Personally, I find this variety quite fascinating.  At school this term the children are studying different belief systems.  An argument often used by atheists is that the difference between an atheist and a monotheist (someone who believes in only one God) is miniscule.  The reasoning is that over human history, there have been thousands of different gods and thousands of different belief systems.  Right now, it is estimated that there are 4,200 different religions currently in existence on Earth.

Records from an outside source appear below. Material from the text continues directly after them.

//! Standard Scaler (Z-score normalization).
//!
//! Transforms features by removing the mean and scaling to unit variance.
//!
//! The standard score of a sample `x` is calculated as:
//! ```text
//! z = (x - u) / s
//! ```
//! where `u` is the mean of the training samples, and `s` is the standard deviation.
//!
//! # Example
//! ```ignore
//! use scaling_rs::preprocessing::{Transformer, StandardScaler};
//! use scaling_rs::backend::CpuBackend;
//!
//! let scaler = StandardScaler::<CpuBackend>::new()
//!     .with_mean(true)
//!     .with_std(true);
//!
//! let fitted = scaler.fit(&data)?;
//! let scaled = fitted.transform(&data)?;
//! ```

use super::{
    check_divisors, check_finite_params, check_n_features, check_param_lengths, nonzero_scale,
    validate_fit_input,
};
use crate::backend::{Backend, Tensor1D, Tensor2D};
use crate::preprocessing::error::PreprocessingError;
use crate::preprocessing::traits::{FittedTransformer, Transformer};
use serde::{Deserialize, Serialize};
use std::marker::PhantomData;

/// Configuration for StandardScaler.
#[derive(Clone, Debug, PartialEq, Serialize, Deserialize)]
pub struct StandardScalerConfig {
    /// If true, center the data before scaling.
    pub with_mean: bool,
    /// If true, scale the data to unit variance.
    pub with_std: bool,
    /// Delta degrees of freedom for the standard deviation (0 = population).
    pub ddof: usize,
}

impl Default for StandardScalerConfig {
    fn default() -> Self {
        Self {
            with_mean: true,
            with_std: true,
            ddof: 0,
        }
    }
}

/// Serializable parameters for a fitted StandardScaler.
#[derive(Clone, Debug, PartialEq, Serialize, Deserialize)]
pub struct StandardScalerParams {
    /// Configuration options.
    pub config: StandardScalerConfig,
    /// Mean of each feature (zeros if `with_mean` is false).
    pub mean: Vec<f64>,
    /// Standard deviation of each feature (ones if `with_std` is false).
    pub std: Vec<f64>,
    /// Number of features seen during fit.
    pub n_features: usize,
}

/// StandardScaler transformer (unfitted).
#[derive(Clone, Debug)]
pub struct StandardScaler<B: Backend> {
    config: StandardScalerConfig,
    _backend: PhantomData<B>,
}

impl<B: Backend> Default for StandardScaler<B> {
    fn default() -> Self {
        Self::new()
    }
}

impl<B: Backend> StandardScaler<B> {
    /// Create a new StandardScaler with default configuration.
    pub fn new() -> Self {
        Self {
            config: StandardScalerConfig::default(),
            _backend: PhantomData,
        }
    }

    /// Set whether to center data by mean.
    pub fn with_mean(mut self, with_mean: bool) -> Self {
        self.config.with_mean = with_mean;
        self
    }

    /// Set whether to scale data to unit variance.
    pub fn with_std(mut self, with_std: bool) -> Self {
        self.config.with_std = with_std;
        self
    }

    /// Set the delta degrees of freedom used for the standard deviation.
    pub fn with_ddof(mut self, ddof: usize) -> Self {
        self.config.ddof = ddof;
        self
    }
}

impl<B: Backend> Transformer<B> for StandardScaler<B> {
    type Input = Tensor2D<B>;
    type Output = Tensor2D<B>;
    type Params = StandardScalerParams;
    type Fitted = FittedStandardScaler<B>;

    fn fit(&self, data: &Self::Input) -> Result<Self::Fitted, PreprocessingError> {
        let (_, cols) = validate_fit_input(data, "StandardScaler")?;

        let mean = if self.config.with_mean {
            Tensor1D::from_raw(B::col_mean_2d(&data.data))
        } else {
            Tensor1D::zeros(cols)
        };

        let std = if self.config.with_std {
            let raw = B::to_vec_1d(&B::col_std_2d(&data.data, self.config.ddof));
            Tensor1D::new(nonzero_scale(raw, "StandardScaler"))
        } else {
            Tensor1D::new(vec![1.0; cols])
        };

        Ok(FittedStandardScaler {
            config: self.config.clone(),
            mean,
            std,
            n_features: cols,
        })
    }
}

/// Fitted StandardScaler ready for inference.
#[derive(Clone, Debug)]
pub struct FittedStandardScaler<B: Backend> {
    config: StandardScalerConfig,
    mean: Tensor1D<B>,
    std: Tensor1D<B>,
    n_features: usize,
}

impl<B: Backend> FittedStandardScaler<B> {
    /// Get the mean values for each feature.
    pub fn mean(&self) -> &Tensor1D<B> {
        &self.mean
    }

    /// Get the standard deviation values for each feature.
    pub fn std(&self) -> &Tensor1D<B> {
        &self.std
    }
}

impl<B: Backend> FittedTransformer<B> for FittedStandardScaler<B> {
    type Input = Tensor2D<B>;
    type Output = Tensor2D<B>;
    type Params = StandardScalerParams;

    fn transform(&self, data: &Self::Input) -> Result<Self::Output, PreprocessingError> {
        check_n_features(data, self.n_features)?;

        let mut result = data.data.clone();
        if self.config.with_mean {
            result = B::broadcast_sub_1d_to_2d_rows(&result, &self.mean.data);
        }
        if self.config.with_std {
            result = B::broadcast_div_1d_to_2d_rows(&result, &self.std.data);
        }

        Ok(Tensor2D::from_raw(result))
    }

    fn inverse_transform(&self, data: &Self::Output) -> Result<Self::Input, PreprocessingError> {
        check_n_features(data, self.n_features)?;

        let mut result = data.data.clone();
        if self.config.with_std {
            result = B::broadcast_mul_1d_to_2d_rows(&result, &self.std.data);
        }
        if self.config.with_mean {
            result = B::broadcast_add_1d_to_2d_rows(&result, &self.mean.data);
        }

        Ok(Tensor2D::from_raw(result))
    }

    fn extract_params(&self) -> Self::Params {
        StandardScalerParams {
            config: self.config.clone(),
            mean: self.mean.to_vec(),
            std: self.std.to_vec(),
            n_features: self.n_features,
        }
    }

    fn from_params(params: Self::Params) -> Result<Self, PreprocessingError> {
        check_param_lengths(
            "StandardScaler",
            params.n_features,
            &[("mean", params.mean.len()), ("std", params.std.len())],
        )?;
        check_finite_params("StandardScaler", &[("mean", params.mean.as_slice())])?;
        check_divisors("StandardScaler", "std", &params.std)?;

        Ok(Self {
            config: params.config,
            mean: Tensor1D::new(params.mean),
            std: Tensor1D::new(params.std),
            n_features: params.n_features,
        })
    }

    fn n_features_in(&self) -> usize {
        self.n_features
    }
}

To complicate things, some religions have multiple gods (polytheism) such as Hindu with up to 310 deities.

The joy of sparklers
The joy of sparklers

If we assume 5,000 different gods right now, then someone who believes in one god, therefore DOESN’T believe in 4,999 gods.  The atheist says “I believe in zero gods”, and uses this rational to claim that the monotheist believes in 0.02% of gods – or almost zero.  Thus there is little difference between them.

In reality, most people who believe in a god or gods don’t care for the numbers.  There is a whole field of science that covers the psychology of religion dating back to the mid-1800s.  The text “Varieties of Religious Experience” written by William James in 1901 is deemed by many to be the classic founding work on the topic.  It is quite fascinating to read discussion on the differences between institutional religion (society) and personal religion (mystical experiences).

The way that religion binds groups of people together is probably crucial to the way we have developed as a society.  From an evolutionary point of view, we need to work together as a group to survive. This leads into technological advances and modern society.

In a nation of immigrants like Australia, the questions of religion become less relevant as we all bring different cultures into one location.  The children’s assignment is useful as it illustrates different religions and helps them understand different cultures.  And by knowing more about other people, they can form a truly multicultural society without fear of the unknown.

All this cogitative thought is probably over-thinking the whole issue.  My kids decide their friendships in a simple way.

“Hey, wanna play handball?”

“Yeah, ok.”

Adults could probably learn something from them.  Stop worrying about what other people think of us, and just hang out with the person (regardless of race, language, gender, or anything else) that likes the same stuff as you.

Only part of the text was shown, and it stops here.